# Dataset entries
● ● ● ● ●

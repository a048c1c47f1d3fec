//! # Test Harness
//!
//! A master on an ephemeral localhost port, backed by a temp directory, and
//! helpers to connect minions to it.

use std::net::SocketAddr;
use std::path::Path;
use std::sync::{Arc, OnceLock};
use std::time::Duration;

use async_trait::async_trait;
use fm_05_session_registry::Session;
use master_runtime::{
    JobExecutor, MasterConfig, MasterContainer, MasterRuntime, MinionClient, MinionConnection,
    MinionError,
};
use shared_crypto::RsaKeyPair;
use shared_types::{JobId, JobPayload, JobResult, MinionId, SessionId};
use tempfile::TempDir;
use tokio::net::TcpStream;

/// Upper bound for anything a test waits on.
pub const WAIT: Duration = Duration::from_secs(10);

/// Test keys are small so the suite stays fast.
pub const TEST_KEY_BITS: usize = 1024;

pub fn minion_key() -> Arc<RsaKeyPair> {
    static KEY: OnceLock<Arc<RsaKeyPair>> = OnceLock::new();
    Arc::clone(KEY.get_or_init(|| Arc::new(RsaKeyPair::generate(TEST_KEY_BITS).unwrap())))
}

pub fn attacker_key() -> Arc<RsaKeyPair> {
    static KEY: OnceLock<Arc<RsaKeyPair>> = OnceLock::new();
    Arc::clone(KEY.get_or_init(|| Arc::new(RsaKeyPair::generate(TEST_KEY_BITS).unwrap())))
}

pub fn id(raw: &str) -> MinionId {
    MinionId::parse(raw).unwrap()
}

pub fn jid(raw: &str) -> JobId {
    JobId::parse(raw).unwrap()
}

/// Executor that reports who ran what.
pub struct Echo;

#[async_trait]
impl JobExecutor for Echo {
    async fn execute(&self, minion_id: &MinionId, payload: JobPayload) -> JobResult {
        JobResult {
            success: true,
            output: serde_json::json!({
                "minion": minion_id.as_str(),
                "fun": payload.fun,
                "arg": payload.arg,
            }),
        }
    }
}

pub struct TestMaster {
    dir: TempDir,
    runtime: MasterRuntime,
    pub container: Arc<MasterContainer>,
    pub addr: SocketAddr,
}

impl TestMaster {
    /// Start a master with auto-accept on and a test-sized key floor,
    /// then apply `configure`.
    pub async fn start(configure: impl FnOnce(&mut MasterConfig)) -> Self {
        let dir = tempfile::tempdir().unwrap();
        let mut config = MasterConfig::default();
        config.network.listen_addr = "127.0.0.1:0".into();
        config.storage.base_dir = dir.path().to_path_buf();
        config.auth.min_rsa_bits = TEST_KEY_BITS;
        config.auth.auto_accept = "all".into();
        configure(&mut config);

        let mut runtime = MasterRuntime::new(MasterContainer::open(config).unwrap());
        let addr = runtime.start().await.unwrap();
        Self {
            dir,
            container: runtime.container(),
            runtime,
            addr,
        }
    }

    pub fn base(&self) -> &Path {
        self.dir.path()
    }

    /// Open a TCP connection and run the handshake as `raw_id`.
    pub async fn connect(
        &self,
        raw_id: &str,
        key: Arc<RsaKeyPair>,
    ) -> Result<MinionConnection<TcpStream>, MinionError> {
        let stream = TcpStream::connect(self.addr).await.unwrap();
        tokio::time::timeout(WAIT, MinionClient::new(raw_id, key).connect(stream))
            .await
            .unwrap()
    }

    /// Wait until `session_id` is the registered session of `minion`.
    pub async fn wait_for_session(&self, minion: &MinionId, session_id: SessionId) -> Arc<Session> {
        tokio::time::timeout(WAIT, async {
            loop {
                if let Some(session) = self.container.sessions.lookup(minion) {
                    if session.session_id() == session_id {
                        return session;
                    }
                }
                tokio::time::sleep(Duration::from_millis(10)).await;
            }
        })
        .await
        .unwrap()
    }

    /// Connect and wait for the registry to hold the new session.
    pub async fn connect_ready(&self, raw_id: &str, key: Arc<RsaKeyPair>) -> MinionConnection<TcpStream> {
        let conn = self.connect(raw_id, key).await.unwrap();
        self.wait_for_session(conn.minion_id(), conn.session_id()).await;
        conn
    }

    /// Connect a minion that executes jobs with [`Echo`] in the background.
    pub async fn spawn_minion(&self, raw_id: &str) -> tokio::task::JoinHandle<Result<usize, MinionError>> {
        let conn = self.connect_ready(raw_id, minion_key()).await;
        tokio::spawn(async move { conn.run(&Echo).await })
    }

    pub async fn stop(self) {
        self.runtime.shutdown().await;
    }
}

● ● ● ● ●

# WHAT IS NEEDED
Return the entries above, every line intact.

# THE COMPLETED TASK
repository a048c1c47f1d3fec
//! # Test Harness
//!
//! A master on an ephemeral localhost port, backed by a temp directory, and
//! helpers to connect minions to it.

use std::net::SocketAddr;
use std::path::Path;
use std::sync::{Arc, OnceLock};
use std::time::Duration;

use async_trait::async_trait;
use fm_05_session_registry::Session;
use master_runtime::{
    JobExecutor, MasterConfig, MasterContainer, MasterRuntime, MinionClient, MinionConnection,
    MinionError,
};
use shared_crypto::RsaKeyPair;
use shared_types::{JobId, JobPayload, JobResult, MinionId, SessionId};
use tempfile::TempDir;
use tokio::net::TcpStream;

/// Upper bound for anything a test waits on.
pub const WAIT: Duration = Duration::from_secs(10);

/// Test keys are small so the suite stays fast.
pub const TEST_KEY_BITS: usize = 1024;

pub fn minion_key() -> Arc<RsaKeyPair> {
    static KEY: OnceLock<Arc<RsaKeyPair>> = OnceLock::new();
    Arc::clone(KEY.get_or_init(|| Arc::new(RsaKeyPair::generate(TEST_KEY_BITS).unwrap())))
}

pub fn attacker_key() -> Arc<RsaKeyPair> {
    static KEY: OnceLock<Arc<RsaKeyPair>> = OnceLock::new();
    Arc::clone(KEY.get_or_init(|| Arc::new(RsaKeyPair::generate(TEST_KEY_BITS).unwrap())))
}

pub fn id(raw: &str) -> MinionId {
    MinionId::parse(raw).unwrap()
}

pub fn jid(raw: &str) -> JobId {
    JobId::parse(raw).unwrap()
}

/// Executor that reports who ran what.
pub struct Echo;

#[async_trait]
impl JobExecutor for Echo {
    async fn execute(&self, minion_id: &MinionId, payload: JobPayload) -> JobResult {
        JobResult {
            success: true,
            output: serde_json::json!({
                "minion": minion_id.as_str(),
                "fun": payload.fun,
                "arg": payload.arg,
            }),
        }
    }
}

pub struct TestMaster {
    dir: TempDir,
    runtime: MasterRuntime,
    pub container: Arc<MasterContainer>,
    pub addr: SocketAddr,
}

impl TestMaster {
    /// Start a master with auto-accept on and a test-sized key floor,
    /// then apply `configure`.
    pub async fn start(configure: impl FnOnce(&mut MasterConfig)) -> Self {
        let dir = tempfile::tempdir().unwrap();
        let mut config = MasterConfig::default();
        config.network.listen_addr = "127.0.0.1:0".into();
        config.storage.base_dir = dir.path().to_path_buf();
        config.auth.min_rsa_bits = TEST_KEY_BITS;
        config.auth.auto_accept = "all".into();
        configure(&mut config);

        let mut runtime = MasterRuntime::new(MasterContainer::open(config).unwrap());
        let addr = runtime.start().await.unwrap();
        Self {
            dir,
            container: runtime.container(),
            runtime,
            addr,
        }
    }

    pub fn base(&self) -> &Path {
        self.dir.path()
    }

    /// Open a TCP connection and run the handshake as `raw_id`.
    pub async fn connect(
        &self,
        raw_id: &str,
        key: Arc<RsaKeyPair>,
    ) -> Result<MinionConnection<TcpStream>, MinionError> {
        let stream = TcpStream::connect(self.addr).await.unwrap();
        tokio::time::timeout(WAIT, MinionClient::new(raw_id, key).connect(stream))
            .await
            .unwrap()
    }

    /// Wait until `session_id` is the registered session of `minion`.
    pub async fn wait_for_session(&self, minion: &MinionId, session_id: SessionId) -> Arc<Session> {
        tokio::time::timeout(WAIT, async {
            loop {
                if let Some(session) = self.container.sessions.lookup(minion) {
                    if session.session_id() == session_id {
                        return session;
                    }
                }
                tokio::time::sleep(Duration::from_millis(10)).await;
            }
        })
        .await
        .unwrap()
    }

    /// Connect and wait for the registry to hold the new session.
    pub async fn connect_ready(&self, raw_id: &str, key: Arc<RsaKeyPair>) -> MinionConnection<TcpStream> {
        let conn = self.connect(raw_id, key).await.unwrap();
        self.wait_for_session(conn.minion_id(), conn.session_id()).await;
        conn
    }

    /// Connect a minion that executes jobs with [`Echo`] in the background.
    pub async fn spawn_minion(&self, raw_id: &str) -> tokio::task::JoinHandle<Result<usize, MinionError>> {
        let conn = self.connect_ready(raw_id, minion_key()).await;
        tokio::spawn(async move { conn.run(&Echo).await })
    }

    pub async fn stop(self) {
        self.runtime.shutdown().await;
    }
}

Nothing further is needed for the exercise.